*What you have to do:*
Below are records; quote them exactly from the first line through the line that contains "responses; the decisions".

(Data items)
________

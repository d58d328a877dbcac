//! HTTP edge: API router, guard middleware, metrics listener, shutdown.
//!
//! This module provides:
//! - Shared handler state and router assembly (`AppState`, [`router`])
//! - One GET handler per operation plus `/healthz` (`routes`)
//! - Guard middleware that answers before any handler runs (`middleware`)
//! - The separate metrics router (`metrics`)
//! - Signal handling and bounded-grace drain (`shutdown`)
//!
//! Everything here decodes requests and encodes responses; the decisions
//! live in [`crate::pipeline::Orchestrator`].

use std::sync::Arc;

use axum::Router;
use axum::http::{HeaderName, StatusCode};
use axum::middleware::from_fn_with_state;
use axum::response::{IntoResponse, Json, Response};
use axum::routing::get;
use serde_json::json;
use tower_http::trace::TraceLayer;

use crate::MuninError;
use crate::limiter::RateLimiter;
use crate::pipeline::Orchestrator;

pub mod metrics;
pub mod middleware;
pub mod routes;
pub mod shutdown;

/// Shared state behind every API handler.
pub struct AppState {
    pub orchestrator: Orchestrator,
    /// `None` when rate limiting is disabled in config.
    pub limiter: Option<RateLimiter>,
    /// Trusted header naming the client; peer IP is used when unset.
    pub identity_header: Option<HeaderName>,
    pub max_url_len: usize,
}

/// Assemble the API router. Guards run outermost-first: rate limit,
/// then URL length, then the handler.
pub fn router(state: Arc<AppState>) -> Router {
    Router::new()
        .route("/translate", get(routes::translate))
        .route("/format", get(routes::format))
        .route("/summarize", get(routes::summarize))
        .route("/healthz", get(routes::healthz))
        .layer(from_fn_with_state(state.clone(), middleware::url_len_guard))
        .layer(from_fn_with_state(state.clone(), middleware::rate_limit_guard))
        .layer(TraceLayer::new_for_http())
        .with_state(state)
}

impl MuninError {
    /// HTTP status this error maps to.
    pub fn status(&self) -> StatusCode {
        match self {
            MuninError::BadRequest(_) => StatusCode::BAD_REQUEST,
            MuninError::RateLimited => StatusCode::TOO_MANY_REQUESTS,
            MuninError::Storage(_) => StatusCode::INTERNAL_SERVER_ERROR,
            MuninError::GenerationUnavailable { .. } => StatusCode::SERVICE_UNAVAILABLE,
            MuninError::EmptyGeneration => StatusCode::INTERNAL_SERVER_ERROR,
            MuninError::Configuration(_) => StatusCode::INTERNAL_SERVER_ERROR,
        }
    }
}

impl IntoResponse for MuninError {
    fn into_response(self) -> Response {
        let status = self.status();
        (status, Json(json!({ "error": self.to_string() }))).into_response()
    }
}

#[cfg(test)]
mod tests {
    use super::*;

    #[test]
    fn error_status_mapping() {
        assert_eq!(
            MuninError::BadRequest("x".into()).status(),
            StatusCode::BAD_REQUEST
        );
        assert_eq!(MuninError::RateLimited.status(), StatusCode::TOO_MANY_REQUESTS);
        assert_eq!(
            MuninError::Storage("x".into()).status(),
            StatusCode::INTERNAL_SERVER_ERROR
        );
        assert_eq!(
            MuninError::GenerationUnavailable {
                status: Some(500),
                message: "x".into()
            }
            .status(),
            StatusCode::SERVICE_UNAVAILABLE
        );
        assert_eq!(
            MuninError::EmptyGeneration.status(),
            StatusCode::INTERNAL_SERVER_ERROR
        );
    }
}
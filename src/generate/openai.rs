//! OpenAI-compatible chat completions adapter.
//!
//! Speaks the `/chat/completions` dialect that DeepSeek, OpenAI and most
//! self-hosted gateways accept. One request per generation, no retries:
//! callers see a failed generation immediately and decide what it is
//! worth to them.

use async_trait::async_trait;
use serde::{Deserialize, Serialize};
use tracing::debug;

use super::Generator;
use crate::config::BackendConfig;
use crate::error::{MuninError, Result};

#[derive(Debug, Clone, Copy, PartialEq, Eq, Serialize, Deserialize)]
#[serde(rename_all = "lowercase")]
enum Role {
    System,
    User,
    Assistant,
}

#[derive(Debug, Clone, Serialize, Deserialize)]
struct ChatMessage {
    role: Role,
    content: String,
}

#[derive(Debug, Serialize)]
struct ChatCompletionRequest<'a> {
    model: &'a str,
    messages: Vec<ChatMessage>,
}

#[derive(Debug, Deserialize)]
struct ChatCompletionResponse {
    #[serde(default)]
    choices: Vec<Choice>,
}

#[derive(Debug, Deserialize)]
struct Choice {
    message: ChatMessage,
}

/// Chat completions client for one configured backend and model.
pub struct OpenAiGenerator {
    client: reqwest::Client,
    endpoint: String,
    api_key: String,
    model: String,
}

impl OpenAiGenerator {
    pub fn new(config: &BackendConfig, api_key: String) -> Result<Self> {
        let client = reqwest::Client::builder()
            .timeout(config.request_timeout())
            .build()
            .map_err(|e| MuninError::Configuration(format!("failed to build HTTP client: {e}")))?;
        Ok(Self {
            client,
            endpoint: format!(
                "{}/chat/completions",
                config.base_url.trim_end_matches('/')
            ),
            api_key,
            model: config.model.clone(),
        })
    }
}

#[async_trait]
impl Generator for OpenAiGenerator {
    async fn generate(&self, system: &str, texts: &[String]) -> Result<String> {
        let mut messages = Vec::with_capacity(texts.len() + 1);
        messages.push(ChatMessage {
            role: Role::System,
            content: system.to_string(),
        });
        for text in texts {
            messages.push(ChatMessage {
                role: Role::User,
                content: text.clone(),
            });
        }

        let request = ChatCompletionRequest {
            model: &self.model,
            messages,
        };
        let response = self
            .client
            .post(&self.endpoint)
            .bearer_auth(&self.api_key)
            .json(&request)
            .send()
            .await?;

        let status = response.status();
        if !status.is_success() {
            let body = response.text().await.unwrap_or_default();
            return Err(MuninError::GenerationUnavailable {
                status: Some(status.as_u16()),
                message: truncate(&body, 512),
            });
        }

        let completion: ChatCompletionResponse =
            response
                .json()
                .await
                .map_err(|e| MuninError::GenerationUnavailable {
                    status: Some(status.as_u16()),
                    message: format!("invalid response body: {e}"),
                })?;

        let content = completion
            .choices
            .into_iter()
            .next()
            .map(|choice| choice.message.content)
            .unwrap_or_default();

        if content.is_empty() {
            return Err(MuninError::EmptyGeneration);
        }
        debug!(bytes = content.len(), "generation complete");
        Ok(content)
    }
}

// Backend error bodies can be arbitrarily large; keep what fits in a log line.
fn truncate(s: &str, max_bytes: usize) -> String {
    if s.len() <= max_bytes {
        return s.to_string();
    }
    let mut end = max_bytes;
    while !s.is_char_boundary(end) {
        end -= 1;
    }
    format!("{} (truncated)", &s[..end])
}
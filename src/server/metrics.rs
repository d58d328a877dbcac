//! Metrics listener: a second router kept off the public API port.

use axum::Router;
use axum::extract::State;
use axum::routing::get;
use prometheus::Registry;

use crate::telemetry;

/// Router for the metrics listener. `GET /metrics` renders the passed
/// registry in the Prometheus text format. No guards here: the listener
/// binds its own (typically private) address.
pub fn router(registry: Registry) -> Router {
    Router::new()
        .route("/metrics", get(render))
        .with_state(registry)
}

async fn render(State(registry): State<Registry>) -> String {
    telemetry::render(&registry)
}

#[cfg(test)]
mod tests {
    use super::*;
    use crate::telemetry::Metrics;
    use crate::types::Operation;
    use axum::body::Body;
    use axum::http::{Request, StatusCode};
    use tower::ServiceExt;

    #[tokio::test]
    async fn metrics_endpoint_renders_registry() {
        let registry = Registry::new();
        let metrics = Metrics::new(&registry).unwrap();
        metrics.record_request(Operation::Translate);

        let response = router(registry)
            .oneshot(
                Request::builder()
                    .uri("/metrics")
                    .body(Body::empty())
                    .unwrap(),
            )
            .await
            .unwrap();

        assert_eq!(response.status(), StatusCode::OK);
        let body = axum::body::to_bytes(response.into_body(), usize::MAX)
            .await
            .unwrap();
        let text = String::from_utf8(body.to_vec()).unwrap();
        assert!(text.contains("munin_requests_total"));
    }
}
//! Cache store: durable storage for generated results.
//!
//! The store is an append-only cache keyed by (keyword, context), not a
//! source of truth. Lookups that find nothing are `Ok(None)`, never an
//! error; real faults (connection loss, timeouts) surface as
//! [`crate::MuninError::Storage`].

use async_trait::async_trait;
use sqlx::FromRow;

use crate::error::Result;

mod postgres;
pub use postgres::PgCacheStore;

/// One cached generation result.
#[derive(Debug, Clone, PartialEq, Eq, FromRow)]
pub struct CacheEntry {
    pub id: i64,
    pub keyword: String,
    pub context: String,
    pub result: String,
}

/// Durable cache keyed by (keyword, context).
#[async_trait]
pub trait CacheStore: Send + Sync {
    /// Find the cached result for a (keyword, context) pair.
    ///
    /// The empty context is a distinct key, not a wildcard. When
    /// duplicate rows exist the oldest wins, so concurrent writers
    /// cannot flap the answer.
    async fn lookup(&self, keyword: &str, context: &str) -> Result<Option<CacheEntry>>;

    /// Append a generated result. Existing rows are never updated, so a
    /// cached result is immutable once written.
    async fn insert(&self, keyword: &str, context: &str, result: &str) -> Result<()>;
}
//! Core request types shared by every transport

use serde::{Deserialize, Serialize};

/// The text operations Munin exposes
#[derive(Debug, Clone, Copy, PartialEq, Eq, Hash, Serialize, Deserialize)]
#[serde(rename_all = "lowercase")]
pub enum Operation {
    Translate,
    Format,
    Summarize,
}

impl Operation {
    /// Stable lowercase name, used for routes, logs and metric labels.
    pub fn as_str(&self) -> &'static str {
        match self {
            Operation::Translate => "translate",
            Operation::Format => "format",
            Operation::Summarize => "summarize",
        }
    }

    /// Whether results of this operation are persisted in the cache store.
    ///
    /// Only translations are cached: a (keyword, context) pair identifies a
    /// translation, while format and summarize act on throwaway text.
    pub fn cached(&self) -> bool {
        matches!(self, Operation::Translate)
    }
}

impl std::fmt::Display for Operation {
    fn fmt(&self, f: &mut std::fmt::Formatter<'_>) -> std::fmt::Result {
        f.write_str(self.as_str())
    }
}

/// A single client request, decoded from the transport layer
#[derive(Debug, Clone)]
pub struct OperationRequest {
    pub operation: Operation,
    /// The primary text the operation acts on.
    pub keyword: String,
    /// Surrounding context; empty unless the client supplied one.
    pub context: String,
}

impl OperationRequest {
    pub fn new(
        operation: Operation,
        keyword: impl Into<String>,
        context: impl Into<String>,
    ) -> Self {
        Self {
            operation,
            keyword: keyword.into(),
            context: context.into(),
        }
    }
}

#[cfg(test)]
mod tests {
    use super::*;

    #[test]
    fn only_translate_is_cached() {
        assert!(Operation::Translate.cached());
        assert!(!Operation::Format.cached());
        assert!(!Operation::Summarize.cached());
    }

    #[test]
    fn operation_names_are_lowercase() {
        assert_eq!(Operation::Translate.as_str(), "translate");
        assert_eq!(Operation::Summarize.to_string(), "summarize");
        let parsed: Operation = serde_json::from_str("\"format\"").unwrap();
        assert_eq!(parsed, Operation::Format);
    }
}
//! ragpipe-text
//!
//! Tantivy-backed keyword search over chunks, implementing the
//! `KeywordSearcher` collaborator contract used by the hybrid retriever.
pub mod index;
pub mod tantivy_utils;

pub use index::KeywordIndex;
/// Magnitudes below this are treated as zero vectors.
pub const MAGNITUDE_EPSILON: f64 = 1e-10;

/// Cosine similarity of two vectors.
///
/// Returns exactly `0.0` for vectors of different (or zero) length and when
/// either magnitude is negligible. Accumulates in `f64`.
pub fn cosine_similarity(a: &[f32], b: &[f32]) -> f32 {
    if a.len() != b.len() || a.is_empty() {
        return 0.0;
    }
    let (mut dot, mut norm_a, mut norm_b) = (0f64, 0f64, 0f64);
    for (&x, &y) in a.iter().zip(b) {
        let (x, y) = (f64::from(x), f64::from(y));
        dot += x * y;
        norm_a += x * x;
        norm_b += y * y;
    }
    let (norm_a, norm_b) = (norm_a.sqrt(), norm_b.sqrt());
    if norm_a < MAGNITUDE_EPSILON || norm_b < MAGNITUDE_EPSILON {
        return 0.0;
    }
    (dot / (norm_a * norm_b)) as f32
}

/// Similarity of two optional embeddings; a missing side scores `0.0`.
pub fn optional_similarity(a: Option<&[f32]>, b: Option<&[f32]>) -> f32 {
    match (a, b) {
        (Some(a), Some(b)) => cosine_similarity(a, b),
        _ => 0.0,
    }
}

#[cfg(test)]
mod tests {
    use super::*;

    #[test]
    fn identical_vectors_score_one() {
        let v = [0.3, -1.2, 4.0];
        assert!((cosine_similarity(&v, &v) - 1.0).abs() < 1e-6);
    }

    #[test]
    fn orthogonal_and_opposite() {
        assert_eq!(cosine_similarity(&[1.0, 0.0], &[0.0, 1.0]), 0.0);
        assert!((cosine_similarity(&[1.0, 2.0], &[-1.0, -2.0]) + 1.0).abs() < 1e-6);
    }

    #[test]
    fn scale_invariant() {
        let s = cosine_similarity(&[1.0, 2.0, 3.0], &[2.0, 4.0, 6.0]);
        assert!((s - 1.0).abs() < 1e-6);
    }

    #[test]
    fn degenerate_inputs_are_neutral() {
        assert_eq!(cosine_similarity(&[0.0, 0.0], &[1.0, 1.0]), 0.0);
        assert_eq!(cosine_similarity(&[1.0, 2.0], &[1.0, 2.0, 3.0]), 0.0);
        assert_eq!(cosine_similarity(&[], &[]), 0.0);
        assert_eq!(optional_similarity(Some(&[1.0]), None), 0.0);
    }
}
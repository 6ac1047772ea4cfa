//! ragpipe-rank
//!
//! Pure ranking primitives: cosine similarity, Reciprocal Rank Fusion of
//! several ranked candidate lists, and Maximal Marginal Relevance selection.
//! Nothing here performs I/O or holds state between calls.
pub mod fusion;
pub mod mmr;
pub mod similarity;

pub use fusion::RankFusion;
pub use mmr::MmrSelector;
pub use similarity::cosine_similarity;
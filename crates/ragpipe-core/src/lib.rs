//! Core of the retrieval pipeline: domain types, chunking, configuration and
//! the contracts of the external collaborators (embedding, semantic search,
//! keyword search).

pub mod chunking;
pub mod config;
pub mod data_processor;
pub mod error;
pub mod traits;
pub mod types;

pub use chunking::{clean_text, ChunkStrategy, Chunker, ChunkingOptions};
pub use config::{Config, RetrievalOptions, Settings};
pub use error::{Error, Result};
pub use types::{Candidate, Chunk, Document, SearchFilter, SourceKind};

________

*Response to this exercise:*
repository d58d328a877dbcac
//! HTTP edge: API router, guard middleware, metrics listener, shutdown.
//!
//! This module provides:
//! - Shared handler state and router assembly (`AppState`, [`router`])
//! - One GET handler per operation plus `/healthz` (`routes`)
//! - Guard middleware that answers before any handler runs (`middleware`)
//! - The separate metrics router (`metrics`)
//! - Signal handling and bounded-grace drain (`shutdown`)
//!
//! Everything here decodes requests and encodes responses; the decisions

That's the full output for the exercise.